## DATA TO EXAMINE
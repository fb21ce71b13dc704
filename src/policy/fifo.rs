//! FIFO (First-In-First-Out) replacement policy.
//!
//! Evicts the page that has resided longest, independent of reuse.

use std::collections::VecDeque;

use crate::common::{Error, PageId, Result};
use crate::policy::{LoadOutcome, ReplacementPolicy};

/// A page table with FIFO eviction.
///
/// Resident pages live in a queue in arrival order (front = oldest).
/// A hit neither faults nor reorders: FIFO deliberately ignores reuse,
/// which is exactly what separates it from LRU.
///
/// # Example
/// ```
/// use pagesim::policy::{FifoPolicy, ReplacementPolicy};
/// use pagesim::PageId;
///
/// let mut fifo = FifoPolicy::new(2).unwrap();
/// fifo.load_page(PageId::new(1));
/// fifo.load_page(PageId::new(2));
/// let outcome = fifo.load_page(PageId::new(3));
/// assert_eq!(outcome.evicted, Some(PageId::new(1)));
/// ```
pub struct FifoPolicy {
    /// Resident pages in arrival order (front = oldest). No duplicates.
    queue: VecDeque<PageId>,

    /// Maximum resident pages, immutable after construction.
    capacity: usize,

    /// Page faults since construction.
    fault_count: u64,
}

impl FifoPolicy {
    /// Create a FIFO page table holding at most `capacity` pages.
    ///
    /// # Errors
    /// `Error::ZeroCapacity` if `capacity` is 0.
    pub fn new(capacity: usize) -> Result<Self> {
        if capacity == 0 {
            return Err(Error::ZeroCapacity);
        }
        Ok(Self {
            queue: VecDeque::with_capacity(capacity),
            capacity,
            fault_count: 0,
        })
    }
}

impl ReplacementPolicy for FifoPolicy {
    fn capacity(&self) -> usize {
        self.capacity
    }

    /// Snapshot of the resident set in arrival order (oldest first).
    fn resident_pages(&self) -> Vec<PageId> {
        self.queue.iter().copied().collect()
    }

    fn load_page(&mut self, page: PageId) -> LoadOutcome {
        // Linear scan; capacity is small and the simulation is not
        // latency-critical.
        if self.queue.contains(&page) {
            return LoadOutcome::hit();
        }

        self.fault_count += 1;
        self.queue.push_back(page);

        // Insert first, then evict the oldest arrival if over capacity.
        let evicted = if self.queue.len() > self.capacity {
            self.queue.pop_front()
        } else {
            None
        };
        LoadOutcome::fault(evicted)
    }

    fn fault_count(&self) -> u64 {
        self.fault_count
    }
}
use std::fs::{self, File};
use std::path::{Path, PathBuf};

use anyhow::{Context, Result};
use tracing::Level;
use tracing_appender::non_blocking::{self, WorkerGuard};
use tracing_subscriber::fmt::format::FmtSpan;
use tracing_subscriber::{EnvFilter, fmt};

use crate::config::{LoggingConfig, ResolvedOutputs};

pub struct LoggingGuard {
    _guard: WorkerGuard,
    pub telemetry_path: PathBuf,
}

/// Install the global subscriber. Structured mode streams JSON lines to the
/// telemetry file and returns a guard that flushes it on drop; otherwise a
/// plain formatter writes to stderr.
pub fn init_logging(
    logging: &LoggingConfig,
    outputs: &ResolvedOutputs,
) -> Result<Option<LoggingGuard>> {
    let level = logging.level().unwrap_or(Level::INFO);
    let filter =
        EnvFilter::try_from_default_env().unwrap_or_else(|_| EnvFilter::new(level.as_str()));

    if !logging.enable_structured {
        let subscriber = fmt::Subscriber::builder()
            .with_env_filter(filter)
            .with_target(false)
            .with_writer(std::io::stderr)
            .finish();
        let _ = tracing::subscriber::set_global_default(subscriber);
        return Ok(None);
    }

    let telemetry_path = outputs.telemetry.clone();
    if let Some(dir) = telemetry_path
        .parent()
        .filter(|dir| !dir.as_os_str().is_empty())
    {
        fs::create_dir_all(dir)
            .with_context(|| format!("creating telemetry directory at {}", dir.display()))?;
    }

    let file = File::create(&telemetry_path)
        .with_context(|| format!("creating telemetry file at {}", telemetry_path.display()))?;

    let (writer, guard) = non_blocking::NonBlockingBuilder::default()
        .lossy(false)
        .finish(file);

    let subscriber = fmt::Subscriber::builder()
        .with_env_filter(filter)
        .json()
        .with_current_span(false)
        .with_span_events(FmtSpan::NONE)
        .with_writer(writer)
        .finish();

    // A subscriber may already be installed (e.g., by another test).
    let _ = tracing::subscriber::set_global_default(subscriber);

    Ok(Some(LoggingGuard {
        _guard: guard,
        telemetry_path,
    }))
}

impl LoggingGuard {
    pub fn path(&self) -> &Path {
        &self.telemetry_path
    }
}
use std::path::PathBuf;

use clap::{Args, Parser, Subcommand};

use loveletter_bench::config::{BenchConfig, ResolvedOutputs};
use loveletter_bench::logging::init_logging;
use loveletter_bench::trial::{DEFAULT_TRIAL_COUNT, TrialRunner, Variant};

/// Win-rate sampling harness for the Love Letter game executable.
#[derive(Debug, Parser)]
#[command(
    name = "loveletter-bench",
    author,
    version,
    about = "Run the Love Letter game repeatedly and tally its winners"
)]
struct Cli {
    #[command(subcommand)]
    variant: VariantCommand,
}

#[derive(Debug, Subcommand)]
enum VariantCommand {
    /// Count wins for each of the four seats.
    PerSeat(RunArgs),
    /// Play from a random seat each game and report the win rate.
    VsRandom(RunArgs),
}

impl VariantCommand {
    fn split(self) -> (Variant, RunArgs) {
        match self {
            VariantCommand::PerSeat(args) => (Variant::PerSeat, args),
            VariantCommand::VsRandom(args) => (Variant::VersusRandom, args),
        }
    }
}

#[derive(Debug, Args)]
struct RunArgs {
    /// Number of games to play.
    #[arg(value_name = "TRIALS", default_value_t = DEFAULT_TRIAL_COUNT)]
    trials: u64,

    /// Path to an optional YAML configuration file.
    #[arg(short, long, value_name = "FILE")]
    config: Option<PathBuf>,

    /// Override the run identifier (substitutes {run_id} templates).
    #[arg(long, value_name = "RUN_ID")]
    run_id: Option<String>,

    /// Override the seat RNG seed.
    #[arg(long, value_name = "SEED")]
    seed: Option<u64>,

    /// Override the game executable. Without --config the default
    /// `-jar loveletter.jar` arguments are dropped as well.
    #[arg(long, value_name = "CMD")]
    game: Option<String>,

    /// Write one JSON row per game to this file.
    #[arg(long, value_name = "FILE")]
    jsonl: Option<String>,

    /// Write a Markdown summary to this file.
    #[arg(long, value_name = "FILE")]
    summary: Option<String>,

    /// Exit after validating the configuration (no games are played).
    #[arg(long)]
    validate_only: bool,
}

fn main() -> anyhow::Result<()> {
    let (variant, args) = Cli::parse().variant.split();
    let mut config = match args.config.as_ref() {
        Some(path) => BenchConfig::from_path(path)?,
        None => BenchConfig::default(),
    };
    apply_overrides(&mut config, &args);

    config.validate()?;

    let outputs: ResolvedOutputs = config.resolved_outputs();
    let run_id = config.run_id.clone();

    if args.validate_only {
        println!(
            "Configuration '{run_id}' is valid ({variant}, {} games of '{}').",
            args.trials, config.game.command
        );
        return Ok(());
    }

    let logging_guard = init_logging(&config.logging, &outputs)?;
    let runner = TrialRunner::new(config, outputs, variant);
    let summary = runner.run(args.trials)?;

    for line in summary.report.console_lines() {
        println!("{line}");
    }
    if let Some(path) = summary.jsonl_path.as_ref() {
        println!("Trial log: {}", path.display());
    }
    if let Some(path) = summary.summary_path.as_ref() {
        println!("Summary table: {}", path.display());
    }
    if let Some(guard) = logging_guard.as_ref() {
        println!("Telemetry log: {}", guard.path().display());
    }

    Ok(())
}

fn apply_overrides(config: &mut BenchConfig, args: &RunArgs) {
    if let Some(run_id) = args.run_id.clone() {
        config.run_id = run_id;
    }

    if let Some(seed) = args.seed {
        config.seats.seed = Some(seed);
    }

    if let Some(game) = args.game.clone() {
        config.game.command = game;
        if args.config.is_none() {
            config.game.args.clear();
        }
    }

    if let Some(jsonl) = args.jsonl.clone() {
        config.outputs.jsonl = Some(jsonl);
    }

    if let Some(summary) = args.summary.clone() {
        config.outputs.summary_md = Some(summary);
    }
}
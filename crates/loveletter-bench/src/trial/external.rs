use std::process::{Command, Stdio};
use std::time::Instant;

use thiserror::Error;
use tracing::{Level, event};

use crate::config::GameConfig;
use crate::seat::Seat;

/// Something that can play one game and hand back its captured stdout.
pub trait GameLauncher {
    /// Run a game to completion. `seat` is appended as the final argument
    /// when the local player's position is fixed by the harness.
    fn launch(&mut self, seat: Option<Seat>) -> Result<Vec<u8>, LaunchError>;
}

/// Launches the packaged game as a child process, one per trial.
pub struct ExternalGame {
    game: GameConfig,
}

impl ExternalGame {
    pub fn new(game: GameConfig) -> Self {
        Self { game }
    }

    fn command(&self, seat: Option<Seat>) -> Command {
        let mut cmd = Command::new(&self.game.command);
        if !self.game.args.is_empty() {
            cmd.args(&self.game.args);
        }
        if let Some(seat) = seat {
            cmd.arg(seat.to_string());
        }
        if let Some(dir) = &self.game.working_dir {
            cmd.current_dir(dir);
        }
        cmd.stdin(Stdio::null())
            .stdout(Stdio::piped())
            .stderr(Stdio::inherit());
        cmd
    }
}

impl GameLauncher for ExternalGame {
    fn launch(&mut self, seat: Option<Seat>) -> Result<Vec<u8>, LaunchError> {
        let start = Instant::now();
        let child = self
            .command(seat)
            .spawn()
            .map_err(|source| LaunchError::Spawn {
                command: self.game.command.clone(),
                source,
            })?;

        let output = child.wait_with_output().map_err(LaunchError::Wait)?;

        if !output.status.success() {
            return Err(LaunchError::Status {
                status: output.status.to_string(),
                stdout_bytes: output.stdout.len(),
            });
        }

        let elapsed_ms = start.elapsed().as_secs_f64() * 1000.0;
        if let Some(timeout) = self.game.timeout_ms
            && elapsed_ms > timeout as f64
        {
            event!(
                target: "loveletter_bench::external",
                Level::WARN,
                command = %self.game.command,
                elapsed_ms,
                timeout_ms = timeout,
                "game exceeded its time budget"
            );
        }

        Ok(output.stdout)
    }
}

#[derive(Debug, Error)]
pub enum LaunchError {
    #[error("failed to spawn game '{command}'")]
    Spawn {
        command: String,
        #[source]
        source: std::io::Error,
    },
    #[error("failed waiting for game to exit")]
    Wait(#[source] std::io::Error),
    #[error("game exited with {status} after writing {stdout_bytes} bytes")]
    Status { status: String, stdout_bytes: usize },
}
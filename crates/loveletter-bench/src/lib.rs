pub mod analytics;
pub mod config;
pub mod logging;
pub mod seat;
pub mod trial;
pub mod winner;
use serde::Deserialize;
use std::fs::File;
use std::io::BufReader;
use std::path::{Path, PathBuf};
use thiserror::Error;
use tracing::Level;

use crate::winner::WinnerFormat;

const DEFAULT_RUN_ID: &str = "loveletter";
const DEFAULT_GAME_COMMAND: &str = "java";
const DEFAULT_TELEMETRY: &str = "bench/out/{run_id}/telemetry.jsonl";
const RUN_ID_ALLOWED: &str = "abcdefghijklmnopqrstuvwxyzABCDEFGHIJKLMNOPQRSTUVWXYZ0123456789._-";

/// Root harness configuration, loaded from YAML or built from defaults.
#[derive(Debug, Clone, Deserialize, PartialEq)]
pub struct BenchConfig {
    #[serde(default = "default_run_id")]
    pub run_id: String,
    #[serde(default)]
    pub game: GameConfig,
    #[serde(default)]
    pub winner: WinnerFormat,
    #[serde(default)]
    pub seats: SeatConfig,
    #[serde(default)]
    pub outputs: OutputsConfig,
    #[serde(default)]
    pub logging: LoggingConfig,
}

impl Default for BenchConfig {
    fn default() -> Self {
        Self {
            run_id: default_run_id(),
            game: GameConfig::default(),
            winner: WinnerFormat::default(),
            seats: SeatConfig::default(),
            outputs: OutputsConfig::default(),
            logging: LoggingConfig::default(),
        }
    }
}

impl BenchConfig {
    /// Load configuration from a YAML file on disk.
    pub fn from_path(path: impl AsRef<Path>) -> Result<Self, ConfigError> {
        let path = path.as_ref();
        let path_buf = path.to_path_buf();
        let file = File::open(path).map_err(|source| ConfigError::Read {
            source,
            path: path_buf.clone(),
        })?;
        let reader = BufReader::new(file);
        let mut cfg: BenchConfig =
            serde_yaml::from_reader(reader).map_err(|source| ConfigError::Parse {
                source,
                path: path_buf.clone(),
            })?;
        cfg.validate().map_err(|source| ConfigError::Invalid {
            path: path_buf,
            source,
        })?;
        Ok(cfg)
    }

    /// Validate the configuration without performing I/O.
    pub fn validate(&mut self) -> Result<(), ValidationError> {
        validate_run_id(&self.run_id)?;
        self.game.validate()?;
        validate_winner(&self.winner)?;
        self.outputs.validate(&self.run_id)?;
        self.logging.normalize();
        Ok(())
    }

    /// Resolve output templates (e.g., `{run_id}` placeholders) into concrete paths.
    pub fn resolved_outputs(&self) -> ResolvedOutputs {
        ResolvedOutputs {
            jsonl: self
                .outputs
                .jsonl
                .as_deref()
                .map(|t| resolve_template(&self.run_id, t)),
            summary_md: self
                .outputs
                .summary_md
                .as_deref()
                .map(|t| resolve_template(&self.run_id, t)),
            telemetry: resolve_template(&self.run_id, &self.outputs.telemetry),
        }
    }
}

fn default_run_id() -> String {
    DEFAULT_RUN_ID.to_string()
}

/// How to launch the external game executable.
#[derive(Debug, Clone, Deserialize, PartialEq)]
pub struct GameConfig {
    #[serde(default = "default_game_command")]
    pub command: String,
    #[serde(default = "default_game_args")]
    pub args: Vec<String>,
    #[serde(default)]
    pub working_dir: Option<PathBuf>,
    /// Soft budget per game; overruns are logged, never killed.
    #[serde(default)]
    pub timeout_ms: Option<u64>,
}

impl Default for GameConfig {
    fn default() -> Self {
        Self {
            command: default_game_command(),
            args: default_game_args(),
            working_dir: None,
            timeout_ms: None,
        }
    }
}

impl GameConfig {
    fn validate(&self) -> Result<(), ValidationError> {
        if self.command.trim().is_empty() {
            return Err(ValidationError::InvalidField {
                field: "game.command".to_string(),
                message: "command must not be empty".to_string(),
            });
        }

        if self.timeout_ms == Some(0) {
            return Err(ValidationError::InvalidField {
                field: "game.timeout_ms".to_string(),
                message: "timeout must be greater than zero".to_string(),
            });
        }

        Ok(())
    }
}

fn default_game_command() -> String {
    DEFAULT_GAME_COMMAND.to_string()
}

fn default_game_args() -> Vec<String> {
    vec!["-jar".to_string(), "loveletter.jar".to_string()]
}

/// Seat selection for the randomized variant.
#[derive(Debug, Clone, Default, Deserialize, PartialEq)]
pub struct SeatConfig {
    #[serde(default)]
    pub seed: Option<u64>,
}

/// Output artifact configuration. Unset paths are not written.
#[derive(Debug, Clone, Deserialize, PartialEq)]
pub struct OutputsConfig {
    #[serde(default)]
    pub jsonl: Option<String>,
    #[serde(default)]
    pub summary_md: Option<String>,
    #[serde(default = "default_telemetry")]
    pub telemetry: String,
}

impl Default for OutputsConfig {
    fn default() -> Self {
        Self {
            jsonl: None,
            summary_md: None,
            telemetry: default_telemetry(),
        }
    }
}

impl OutputsConfig {
    fn validate(&self, run_id: &str) -> Result<(), ValidationError> {
        let telemetry = Some(&self.telemetry);
        for (label, value) in [
            ("outputs.jsonl", self.jsonl.as_ref()),
            ("outputs.summary_md", self.summary_md.as_ref()),
            ("outputs.telemetry", telemetry),
        ] {
            let Some(value) = value else {
                continue;
            };

            if value.trim().is_empty() {
                return Err(ValidationError::InvalidField {
                    field: label.to_string(),
                    message: "path must not be empty".to_string(),
                });
            }

            let resolved = resolve_template(run_id, value);
            if resolved.components().count() == 0 {
                return Err(ValidationError::InvalidField {
                    field: label.to_string(),
                    message: "resolved path is invalid".to_string(),
                });
            }
        }
        Ok(())
    }
}

fn default_telemetry() -> String {
    DEFAULT_TELEMETRY.to_string()
}

/// Logging configuration; structured JSON telemetry is off by default.
#[derive(Debug, Clone, Deserialize, PartialEq)]
pub struct LoggingConfig {
    #[serde(default)]
    pub enable_structured: bool,
    #[serde(default = "default_tracing_level")]
    pub tracing_level: String,
}

impl Default for LoggingConfig {
    fn default() -> Self {
        Self {
            enable_structured: false,
            tracing_level: default_tracing_level(),
        }
    }
}

impl LoggingConfig {
    fn normalize(&mut self) {
        if self.tracing_level.trim().is_empty() {
            self.tracing_level = default_tracing_level();
        }
    }

    pub fn level(&self) -> Option<Level> {
        match self.tracing_level.to_ascii_lowercase().as_str() {
            "trace" => Some(Level::TRACE),
            "debug" => Some(Level::DEBUG),
            "info" => Some(Level::INFO),
            "warn" | "warning" => Some(Level::WARN),
            "error" => Some(Level::ERROR),
            _ => None,
        }
    }
}

fn default_tracing_level() -> String {
    "info".to_string()
}

fn validate_run_id(run_id: &str) -> Result<(), ValidationError> {
    if run_id.trim().is_empty() {
        return Err(ValidationError::InvalidField {
            field: "run_id".to_string(),
            message: "run_id must not be empty".to_string(),
        });
    }

    if !run_id.chars().all(|c| RUN_ID_ALLOWED.contains(c)) {
        return Err(ValidationError::InvalidField {
            field: "run_id".to_string(),
            message: "run_id may only contain alphanumeric characters, '.', '_' or '-'".to_string(),
        });
    }

    Ok(())
}

fn validate_winner(winner: &WinnerFormat) -> Result<(), ValidationError> {
    if winner.line_from_end == 0 {
        return Err(ValidationError::InvalidField {
            field: "winner.line_from_end".to_string(),
            message: "line offset counts from 1 (the last line)".to_string(),
        });
    }
    Ok(())
}

fn resolve_template(run_id: &str, template: &str) -> PathBuf {
    let replaced = template.replace("{run_id}", run_id);
    PathBuf::from(replaced)
}

/// Fully resolved output paths.
#[derive(Debug, Clone, PartialEq, Eq)]
pub struct ResolvedOutputs {
    pub jsonl: Option<PathBuf>,
    pub summary_md: Option<PathBuf>,
    pub telemetry: PathBuf,
}

/// Errors surfaced when loading configuration files.
#[derive(Debug, Error)]
pub enum ConfigError {
    #[error("failed to read config {path:?}")]
    Read {
        #[source]
        source: std::io::Error,
        path: PathBuf,
    },
    #[error("failed to parse config {path:?}")]
    Parse {
        #[source]
        source: serde_yaml::Error,
        path: PathBuf,
    },
    #[error("invalid configuration in {path:?}")]
    Invalid {
        path: PathBuf,
        source: ValidationError,
    },
}

impl ConfigError {
    pub fn path(&self) -> &Path {
        match self {
            ConfigError::Read { path, .. }
            | ConfigError::Parse { path, .. }
            | ConfigError::Invalid { path, .. } => path.as_path(),
        }
    }
}

/// Validation failures captured with contextual metadata.
#[derive(Debug, Error)]
pub enum ValidationError {
    #[error("{field}: {message}")]
    InvalidField { field: String, message: String },
}

#[cfg(test)]
mod tests {
    use super::*;

    const BASIC_YAML: &str = r#"
run_id: "tim_vs_random"
game:
  command: "/usr/bin/java"
  args: ["-jar", "build/loveletter.jar"]
  timeout_ms: 5000
winner:
  line_from_end: 7
  column: 9
seats:
  seed: 99
outputs:
  jsonl: "bench/out/{run_id}/trials.jsonl"
  summary_md: "bench/out/{run_id}/summary.md"
logging:
  enable_structured: true
  tracing_level: "debug"
"#;

    #[test]
    fn loads_and_validates_basic_config() {
        let mut cfg: BenchConfig = serde_yaml::from_str(BASIC_YAML).expect("parse yaml");
        cfg.validate().expect("validate");

        assert_eq!(cfg.game.command, "/usr/bin/java");
        assert_eq!(cfg.game.timeout_ms, Some(5000));
        assert_eq!(cfg.seats.seed, Some(99));
        assert!(cfg.logging.enable_structured);
        assert_eq!(cfg.logging.level(), Some(Level::DEBUG));

        let outputs = cfg.resolved_outputs();
        assert_eq!(
            outputs.jsonl,
            Some(PathBuf::from("bench/out/tim_vs_random/trials.jsonl"))
        );
        assert_eq!(
            outputs.telemetry,
            PathBuf::from("bench/out/tim_vs_random/telemetry.jsonl")
        );
    }

    #[test]
    fn empty_document_uses_legacy_defaults() {
        let mut cfg: BenchConfig = serde_yaml::from_str("{}").expect("parse");
        cfg.validate().expect("defaults validate");

        assert_eq!(cfg, BenchConfig::default());
        assert_eq!(cfg.game.command, "java");
        assert_eq!(cfg.game.args, vec!["-jar", "loveletter.jar"]);
        assert_eq!(cfg.winner, WinnerFormat::default());
        assert!(cfg.resolved_outputs().jsonl.is_none());
    }

    #[test]
    fn rejects_empty_command() {
        let yaml = BASIC_YAML.replace("\"/usr/bin/java\"", "\"  \"");
        let mut cfg: BenchConfig = serde_yaml::from_str(&yaml).expect("parse");
        let err = cfg.validate().expect_err("should fail");
        assert!(matches!(
            err,
            ValidationError::InvalidField { field, .. } if field == "game.command"
        ));
    }

    #[test]
    fn rejects_zero_line_offset() {
        let yaml = BASIC_YAML.replace("line_from_end: 7", "line_from_end: 0");
        let mut cfg: BenchConfig = serde_yaml::from_str(&yaml).expect("parse");
        let err = cfg.validate().expect_err("zero offset");
        assert!(matches!(
            err,
            ValidationError::InvalidField { field, .. } if field == "winner.line_from_end"
        ));
    }

    #[test]
    fn rejects_invalid_run_id() {
        let yaml = BASIC_YAML.replace("tim_vs_random", "tim vs random");
        let mut cfg: BenchConfig = serde_yaml::from_str(&yaml).expect("parse");
        let err = cfg.validate().expect_err("invalid run id");
        assert!(matches!(
            err,
            ValidationError::InvalidField { field, .. } if field == "run_id"
        ));
    }

    #[test]
    fn blank_tracing_level_falls_back_to_info() {
        let yaml = BASIC_YAML.replace("\"debug\"", "\"\"");
        let mut cfg: BenchConfig = serde_yaml::from_str(&yaml).expect("parse");
        cfg.validate().expect("valid");
        assert_eq!(cfg.logging.level(), Some(Level::INFO));
    }

    #[test]
    fn missing_file_reports_path() {
        let err = BenchConfig::from_path("does/not/exist.yaml").expect_err("missing");
        assert!(matches!(err, ConfigError::Read { .. }));
        assert_eq!(err.path(), Path::new("does/not/exist.yaml"));
        assert_eq!(
            err.to_string(),
            "failed to read config \"does/not/exist.yaml\""
        );
        assert!(std::error::Error::source(&err).is_some());
    }
}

## GOAL OF THE EXERCISE
Note down each line above where the word "message" occurs.

## EXERCISE SOLUTION
                message: "command must not be empty".to_string(),
                message: "timeout must be greater than zero".to_string(),
                    message: "path must not be empty".to_string(),
                    message: "resolved path is invalid".to_string(),
            message: "run_id must not be empty".to_string(),
            message: "run_id may only contain alphanumeric characters, '.', '_' or '-'".to_string(),
            message: "line offset counts from 1 (the last line)".to_string(),
    #[error("{field}: {message}")]
    InvalidField { field: String, message: String },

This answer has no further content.